Lo que parecía un simple cambio de etapa terminó destapando algo mucho más oscuro. Momo Guzmán, el creador detrás del irreverente fenómeno de La Burrita Burrona, anunció una pausa indefinida de sus cuentas personales luego de una ola de acoso digital y amenazas que, según confesó, volvieron su día a día “insostenible”. El comediante, acostumbrado a la risa fácil y al doble sentido, ahora habla en tono serio: ya no es hate, es miedo.
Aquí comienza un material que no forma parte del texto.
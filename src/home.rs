//! Placeholder homepage copy.
//!
//! These are the defaults of `[home] hero` and `[home] sub_hero`.

/// Homepage headline.
pub const HERO: &str = "Unlocking Enigma Bits: Navigating Rust, Python, TypeScript, and Linux for Next-gen Web Development and Productivity.";

/// Homepage introduction under the headline.
pub const SUB_HERO: &str = "Welcome to my tech-savvy corner! Join me on a thrilling journey where Rust, Python, and TypeScript come to life in the backend and frontend realms. I wield the power of cutting-edge JS frameworks like Astro and Next.js, crafting seamless digital experiences that push the boundaries of the web. Dive into the powerful world of Actix-Web, where high-performance meets elegant design, and explore the magic of Tauri, bridging the gap between native apps and the web. Let's unravel the Linux secrets and supercharge your productivity, creating a symphony of code, frameworks, and open-source marvels that will leave you inspired!";
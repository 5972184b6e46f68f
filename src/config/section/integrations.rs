//! `[integrations]` section configuration.
//!
//! # Example
//!
//! ```toml
//! [integrations.tailwind]
//! enable = true
//! command = ["npx", "tailwindcss"]
//! config = "tailwind.config.cjs"
//! apply_base_styles = true
//! ```

use serde::{Deserialize, Serialize};
use std::path::PathBuf;

use crate::config::{ConfigDiagnostics, FieldPath};

/// Registered integrations.
#[derive(Debug, Clone, Default, Serialize, Deserialize)]
#[serde(default)]
pub struct IntegrationsConfig {
    /// Tailwind CSS utility framework.
    pub tailwind: TailwindConfig,
}

impl IntegrationsConfig {
    pub fn validate(&self, diag: &mut ConfigDiagnostics) {
        self.tailwind.validate(diag);
    }
}

/// Tailwind CSS integration.
///
/// Only described here; the CSS itself is produced by the Tailwind CLI.
#[derive(Debug, Clone, Serialize, Deserialize)]
#[serde(default)]
pub struct TailwindConfig {
    /// Register the integration.
    pub enable: bool,
    /// Tailwind CLI command (e.g., `["tailwindcss"]` or `["npx", "tailwindcss"]`).
    pub command: Vec<String>,
    /// Tailwind config file (relative to the config file).
    pub config: Option<PathBuf>,
    /// Inject Tailwind's base styles into every page.
    pub apply_base_styles: bool,
}

/// Field paths of [`TailwindConfig`] for diagnostics.
pub struct TailwindFields {
    pub enable: FieldPath,
    pub command: FieldPath,
    pub config: FieldPath,
}

impl TailwindConfig {
    pub const FIELDS: TailwindFields = TailwindFields {
        enable: FieldPath::new("integrations.tailwind.enable"),
        command: FieldPath::new("integrations.tailwind.command"),
        config: FieldPath::new("integrations.tailwind.config"),
    };

    /// Validate Tailwind configuration.
    ///
    /// # Checks
    /// - If enabled:
    ///   - `command` must not be empty
    ///   - `command[0]` should be an installed executable (or package runner)
    ///   - `config`, when set, must point to an existing file
    pub fn validate(&self, diag: &mut ConfigDiagnostics) {
        if !self.enable {
            return;
        }

        let Some(cmd) = self.command.first() else {
            diag.error(
                Self::FIELDS.command,
                format!(
                    "{} is true but {} is empty",
                    Self::FIELDS.enable,
                    Self::FIELDS.command
                ),
            );
            return;
        };

        let is_package_runner = ["npx", "bunx", "pnpx", "yarn", "dlx"].contains(&cmd.as_str());
        if which::which(cmd).is_err() {
            if is_package_runner {
                if let Some(package) = self.command.get(1) {
                    diag.hint(
                        Self::FIELDS.command,
                        format!("`{package}` via `{cmd}`: ensure package is installed"),
                    );
                }
            } else {
                diag.warn(Self::FIELDS.command, format!("`{cmd}` not found in PATH"));
            }
        }

        if let Some(config) = &self.config {
            if !config.exists() {
                diag.error(
                    Self::FIELDS.config,
                    format!("file not found: {}", config.display()),
                );
            } else if !config.is_file() {
                diag.error(
                    Self::FIELDS.config,
                    format!("not a file: {}", config.display()),
                );
            }
        }
    }
}

impl Default for TailwindConfig {
    fn default() -> Self {
        Self {
            enable: true,
            command: vec!["tailwindcss".into()],
            config: None,
            apply_base_styles: true,
        }
    }
}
La decisión llega justo cuando intentaba reinventarse. Tras cerrar el ciclo de cuatro años con su personaje más famoso, apostó por un proyecto nuevo, La Logia de las Reales, con el que planeaba relanzar su carrera y presentar otra faceta creativa. Pero entre rumores de conflictos, críticas divididas y la presión constante del escrutinio público, el reflector se convirtió en lupa… y la lupa, en amenaza.

Momo fue claro: no está cancelando su trabajo, está protegiéndose. Separó al artista del ser humano. El show puede seguir, dijo, pero la persona necesita respirar. “Esta pausa es para mí”, explicó, recordando que detrás del maquillaje, el personaje y los chistes hay alguien que también se cansa de aguantar golpes virtuales.
Su salida reabrió una conversación incómoda en redes: hasta dónde llega el entretenimiento y dónde empieza la violencia disfrazada de opinión. Porque cuando el aplauso se transforma en linchamiento digital, ni el influencer más ácido aguanta el round.